**Exercise:**
Every line from the one that contains "assert_eq!(locations[0].latitude, 53.55);" to the end of the material below should be output exactly, with both ends included and nothing else.

**Given entries:**
* * * * * * * * *

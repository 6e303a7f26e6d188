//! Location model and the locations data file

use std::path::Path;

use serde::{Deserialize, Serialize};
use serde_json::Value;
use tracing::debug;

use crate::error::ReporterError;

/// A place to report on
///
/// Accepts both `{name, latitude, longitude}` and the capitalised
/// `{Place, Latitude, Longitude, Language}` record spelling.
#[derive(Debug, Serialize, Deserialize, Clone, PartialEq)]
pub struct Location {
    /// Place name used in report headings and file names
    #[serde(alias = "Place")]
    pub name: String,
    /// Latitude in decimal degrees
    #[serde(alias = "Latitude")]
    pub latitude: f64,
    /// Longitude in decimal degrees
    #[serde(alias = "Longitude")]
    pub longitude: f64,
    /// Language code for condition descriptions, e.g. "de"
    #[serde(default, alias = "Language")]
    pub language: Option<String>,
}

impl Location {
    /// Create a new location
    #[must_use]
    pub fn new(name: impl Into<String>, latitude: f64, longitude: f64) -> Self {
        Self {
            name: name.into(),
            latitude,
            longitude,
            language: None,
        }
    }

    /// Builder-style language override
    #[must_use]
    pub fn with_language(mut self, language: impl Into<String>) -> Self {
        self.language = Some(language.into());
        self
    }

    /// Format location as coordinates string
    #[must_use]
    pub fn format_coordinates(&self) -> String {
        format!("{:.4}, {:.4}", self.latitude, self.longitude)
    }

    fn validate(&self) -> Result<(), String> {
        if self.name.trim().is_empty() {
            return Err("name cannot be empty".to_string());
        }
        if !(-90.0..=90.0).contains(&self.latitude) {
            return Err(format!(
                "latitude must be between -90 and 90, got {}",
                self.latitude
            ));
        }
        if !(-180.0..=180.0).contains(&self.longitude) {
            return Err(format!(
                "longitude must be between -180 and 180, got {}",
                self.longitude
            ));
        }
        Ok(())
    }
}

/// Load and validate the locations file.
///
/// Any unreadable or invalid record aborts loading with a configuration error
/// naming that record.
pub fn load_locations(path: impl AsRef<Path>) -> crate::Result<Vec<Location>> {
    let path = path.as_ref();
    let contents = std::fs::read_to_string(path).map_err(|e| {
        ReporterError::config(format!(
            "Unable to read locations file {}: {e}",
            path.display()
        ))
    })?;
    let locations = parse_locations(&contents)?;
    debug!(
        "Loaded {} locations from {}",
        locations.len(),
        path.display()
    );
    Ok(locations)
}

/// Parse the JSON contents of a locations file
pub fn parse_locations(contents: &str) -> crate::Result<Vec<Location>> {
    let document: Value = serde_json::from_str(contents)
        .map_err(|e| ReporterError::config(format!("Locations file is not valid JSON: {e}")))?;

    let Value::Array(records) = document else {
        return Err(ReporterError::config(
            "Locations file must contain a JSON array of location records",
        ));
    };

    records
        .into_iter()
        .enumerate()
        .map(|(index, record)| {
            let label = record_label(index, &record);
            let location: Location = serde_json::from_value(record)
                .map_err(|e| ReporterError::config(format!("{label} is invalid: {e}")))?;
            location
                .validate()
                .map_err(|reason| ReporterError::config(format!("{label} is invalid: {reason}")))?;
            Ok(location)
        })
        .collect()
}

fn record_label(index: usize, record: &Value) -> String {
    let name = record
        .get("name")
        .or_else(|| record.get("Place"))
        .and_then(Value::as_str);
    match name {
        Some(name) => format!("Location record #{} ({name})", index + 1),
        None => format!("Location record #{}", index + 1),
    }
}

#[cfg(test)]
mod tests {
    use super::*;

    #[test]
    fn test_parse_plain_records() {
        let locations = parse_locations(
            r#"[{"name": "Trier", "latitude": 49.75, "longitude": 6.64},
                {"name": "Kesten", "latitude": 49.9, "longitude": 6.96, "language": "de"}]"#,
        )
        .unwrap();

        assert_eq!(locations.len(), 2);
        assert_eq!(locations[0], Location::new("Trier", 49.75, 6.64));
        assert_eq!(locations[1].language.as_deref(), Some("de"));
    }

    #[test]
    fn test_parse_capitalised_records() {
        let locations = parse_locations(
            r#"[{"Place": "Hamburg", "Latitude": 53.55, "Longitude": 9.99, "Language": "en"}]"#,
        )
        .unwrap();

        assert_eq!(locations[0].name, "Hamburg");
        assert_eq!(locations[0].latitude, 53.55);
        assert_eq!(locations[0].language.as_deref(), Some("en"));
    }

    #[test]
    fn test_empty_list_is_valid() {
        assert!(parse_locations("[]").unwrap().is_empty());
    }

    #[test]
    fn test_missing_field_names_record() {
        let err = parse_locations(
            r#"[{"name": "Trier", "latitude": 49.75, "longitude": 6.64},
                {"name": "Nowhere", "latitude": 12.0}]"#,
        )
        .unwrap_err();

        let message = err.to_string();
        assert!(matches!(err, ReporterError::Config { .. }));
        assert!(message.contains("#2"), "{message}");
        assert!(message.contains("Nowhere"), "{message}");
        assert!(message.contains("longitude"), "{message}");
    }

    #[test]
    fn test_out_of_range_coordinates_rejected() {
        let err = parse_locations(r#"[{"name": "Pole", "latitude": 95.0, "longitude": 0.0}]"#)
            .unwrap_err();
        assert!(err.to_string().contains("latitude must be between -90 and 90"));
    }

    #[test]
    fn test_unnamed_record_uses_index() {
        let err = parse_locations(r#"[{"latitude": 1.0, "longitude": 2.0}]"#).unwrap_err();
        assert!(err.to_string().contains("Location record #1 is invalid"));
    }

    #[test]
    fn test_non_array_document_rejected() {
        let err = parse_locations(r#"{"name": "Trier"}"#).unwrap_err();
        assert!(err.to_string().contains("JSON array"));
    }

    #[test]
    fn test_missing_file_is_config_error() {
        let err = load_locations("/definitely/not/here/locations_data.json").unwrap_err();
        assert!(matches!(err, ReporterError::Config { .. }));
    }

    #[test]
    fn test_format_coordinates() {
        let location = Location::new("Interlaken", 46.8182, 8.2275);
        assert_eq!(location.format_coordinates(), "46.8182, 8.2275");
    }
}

* * * * * * * * *

**Result below:**
        assert_eq!(locations[0].latitude, 53.55);
        assert_eq!(locations[0].language.as_deref(), Some("en"));
    }

    #[test]
    fn test_empty_list_is_valid() {
        assert!(parse_locations("[]").unwrap().is_empty());
    }

    #[test]
    fn test_missing_field_names_record() {
        let err = parse_locations(
            r#"[{"name": "Trier", "latitude": 49.75, "longitude": 6.64},
                {"name": "Nowhere", "latitude": 12.0}]"#,
        )
        .unwrap_err();

        let message = err.to_string();
        assert!(matches!(err, ReporterError::Config { .. }));
        assert!(message.contains("#2"), "{message}");
        assert!(message.contains("Nowhere"), "{message}");
        assert!(message.contains("longitude"), "{message}");
    }

    #[test]
    fn test_out_of_range_coordinates_rejected() {
        let err = parse_locations(r#"[{"name": "Pole", "latitude": 95.0, "longitude": 0.0}]"#)
            .unwrap_err();
        assert!(err.to_string().contains("latitude must be between -90 and 90"));
    }

    #[test]
    fn test_unnamed_record_uses_index() {
        let err = parse_locations(r#"[{"latitude": 1.0, "longitude": 2.0}]"#).unwrap_err();
        assert!(err.to_string().contains("Location record #1 is invalid"));
    }

    #[test]
    fn test_non_array_document_rejected() {
        let err = parse_locations(r#"{"name": "Trier"}"#).unwrap_err();
        assert!(err.to_string().contains("JSON array"));
    }

    #[test]
    fn test_missing_file_is_config_error() {
        let err = load_locations("/definitely/not/here/locations_data.json").unwrap_err();
        assert!(matches!(err, ReporterError::Config { .. }));
    }

    #[test]
    fn test_format_coordinates() {
        let location = Location::new("Interlaken", 46.8182, 8.2275);
        assert_eq!(location.format_coordinates(), "46.8182, 8.2275");
    }
}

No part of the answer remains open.